BINGKAI KAYU DENGAN BAHAN BAKU KAYU PINUS Oleh: Ary Widiyanto dan Mohamad Siarudin Balai Penelitian Teknologi Agroforestry, Jl. Raya Ciamis-Banjar km 4, Ciamis email:
[email protected] I. PENDAHULUAN Industri bingkai (frame) kayu merupakan salah satu bagian dari industri pengolahan kayu nasional, yang turut menyumbang devisa melalui ekspor ke beberapa negara. Dua negara utama tujuan ekspor industri adalah Jepang dan Amerika. Tidak ada data yang pasti mengenai jumlah industri pembuatan bingkai di Indonesia, karena mayoritas industri pembuatan bingkai adalah industri kecil dan beberapa masuk kategori home industry, khususnya untuk memenuhi kebutuhan pasar lokal. Hal ini dikarenakan untuk membuat bingkai kayu, khususnya untuk produk lokal, tidak diperlukan mesin yang terlalu rumit.

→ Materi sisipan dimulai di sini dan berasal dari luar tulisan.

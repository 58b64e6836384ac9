//! Listing-filter benchmarks.
//!
//! Measures the per-candidate cost of the content listing filter and the
//! project listing filter over large candidate sets.
//!
//! # Running
//!
//! ```bash
//! cargo bench --bench filter_benchmark
//! ```

use std::hint::black_box;

use criterion::{BenchmarkId, Criterion, criterion_group, criterion_main};
use vachan_access_core::{
    AccessEngine, App, CallerIdentity, InMemoryStore, PolicyTable, ProjectUser, RequestContext,
    ResourceEntry, ResourceInput, RoutePermissionMap,
};

const TAG_SETS: [&[&str]; 5] = [
    &["content"],
    &["content", "open-access"],
    &["content", "publishable", "downloadable"],
    &["content", "derivable"],
    &["content", "research-use"],
];

fn engine() -> AccessEngine<RoutePermissionMap, InMemoryStore> {
    AccessEngine::new(
        PolicyTable::builtin(),
        RoutePermissionMap::builtin(),
        InMemoryStore::new(),
    )
}

fn sources(size: usize) -> Vec<ResourceEntry> {
    (0..size)
        .map(|i| {
            let tags = TAG_SETS[i % TAG_SETS.len()].iter().copied();
            ResourceEntry::content(format!("src_{i}_bible"), tags)
        })
        .collect()
}

fn projects(size: usize) -> Vec<ResourceEntry> {
    (0..size)
        .map(|i| {
            let users = vec![
                ProjectUser::new(format!("U{}", i % 7), "projectOwner"),
                ProjectUser::new(format!("U{}", i % 11), "projectMember"),
            ];
            ResourceEntry::project(i as i64, users)
        })
        .collect()
}

fn bench_content_filter(c: &mut Criterion) {
    let engine = engine();
    let ctx = RequestContext::new("GET", "/v2/sources").with_app(App::VachanOnline.as_str());
    let callers = [
        ("anonymous", CallerIdentity::anonymous(None)),
        ("registered", CallerIdentity::authenticated("U1", ["VachanUser"])),
    ];

    let mut group = c.benchmark_group("content_filter");
    for size in [100, 1_000, 10_000] {
        let candidates = sources(size);
        for (label, caller) in &callers {
            group.bench_with_input(BenchmarkId::new(*label, size), &candidates, |b, candidates| {
                b.iter(|| {
                    let decision = engine
                        .decide_access(&ctx, caller, None, ResourceInput::Collection(candidates))
                        .unwrap();
                    black_box(decision.visible_count())
                });
            });
        }
    }
    group.finish();
}

fn bench_project_filter(c: &mut Criterion) {
    let engine = engine();
    let ctx = RequestContext::new("GET", "/v2/autographa/projects").with_app("Autographa");
    let member = CallerIdentity::authenticated("U3", ["AgUser"]);

    let mut group = c.benchmark_group("project_filter");
    for size in [100, 1_000, 10_000] {
        let candidates = projects(size);
        group.bench_with_input(BenchmarkId::from_parameter(size), &candidates, |b, candidates| {
            b.iter(|| {
                let decision = engine
                    .decide_access(&ctx, &member, None, ResourceInput::Collection(candidates))
                    .unwrap();
                black_box(decision.visible_count())
            });
        });
    }
    group.finish();
}

criterion_group!(benches, bench_content_filter, bench_project_filter);
criterion_main!(benches);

Meskipun demikian, industri bingkai kayu
merupakan kategori industri yang meningkatkan nilai tambah kayu, karena merupakan salah satu industri yang mengolah kayu menjadi produk jadi. Disamping itu, pembuatan bingkai tidak memerlukan bahan baku papan yang lebar, sehingga bisa memanfaatkan kayu sisa potongan (Widiyanto dan Siarudin, 2011). Dalam industri bingkai, kayu yang dipilih harus memenuhi dua syarat utama, yaitu, pertama, kayu harus memiliki kekerasan yang cukup, sehingga pada saat penyambungan ujung kayu dapat menyatu sempurna. Jika kayu terlalu lunak maka bahan penyambung (stapler/ v-nail) akan amblas, sebaliknya jika terlalu keras stapler/ v-nail tersebut akan sedikit bengkok atau tidak tertancap sempurna. Syarat kedua kayu tersebut memiliki serat yang lurus dan halus, sehingga setelah proses penyerutan tidak memerlukan proses pengampelasan yang terlalu lama. Berdasarkan kedua syarat tersebut, dahulu banyak yang memakai kayu ramin (Gonistilus bancanus) sebagai bahan baku. Dengan adanya larangan pemakaian kayu ramin (Departemen Kehutanan, 2001), maka industri bingkai banyak yang mencari dan mencoba menggunakan jenis kayu lain sebagai bahan baku. Salah satu jenis kayu yang cukup banyak digunakan sebagai bahan baku adalah pinus. Pinus terdiri atas banyak spesies, salah satunya adalah Pinus merkusii. Di 1
Indonesia, pinus dikenal dengan nama tusam. Pinus merkusii merupakan jenis pohon pionir berdaun jarum yang termasuk dalam famili Pinaceae. Pohon pinus tumbuh secara alami di Aceh, Sumatera Utara, dan daerah Kerinci. Tanaman pinus di Pulau Jawa didominasi oleh jenis Pinus merkusii Jung et de Vriese. Kayu terasnya berwarna putih krem kemerahan, riap tumbuhnya agak jelas, tekstur kasar, serat lurus sedikit berpadu, kayu agak lunak, tidak berpori , mempunyai saluran aksial menyebar dan jarang, jarijari sangat halus dan sempit serta berwarna putih (Martawijaya et al, 1989). Meskipun bisa mencapai diameter yang besar, pemanfaatan pohon pinus yang utama adalah sebagai penghasil getah, yang bisa diolah menjadi berbagai macam produk. Harga kayu pinus juga relatif lebih rendah dibandingkan kayu jenis rimba lainnya, seperti mahoni dan meranti. Dengan adanya alternative pemanfaatan kayu pinus sebagai bahan baku bingkai maka diharapkan bisa meningkatkan nilai tambah dan harga jual kayu. Dalam industri bingkai, sifat pemesinan kayu yang sangat diperhatikan adalah penyerutan (planing) karena bahan hasil penyerutan inilah yang akan digunakan dalam proses selanjutnya. Artinya jika bahan baku tidak memenuhi persyaratan pada proses penyerutan, bahan ini tidak digunakan lagi pada tahapan selanjutnya (moulding, sanding, painting, finishing sampai assembling). Penelitian ini nertujuan untuk mengetahui kualitas kayu pinus hasil penyerutan sebagai bahan baku industri bingkai kayu, kemudian membandingkannya dengan standar yang dipakai oleh perusahaan. II.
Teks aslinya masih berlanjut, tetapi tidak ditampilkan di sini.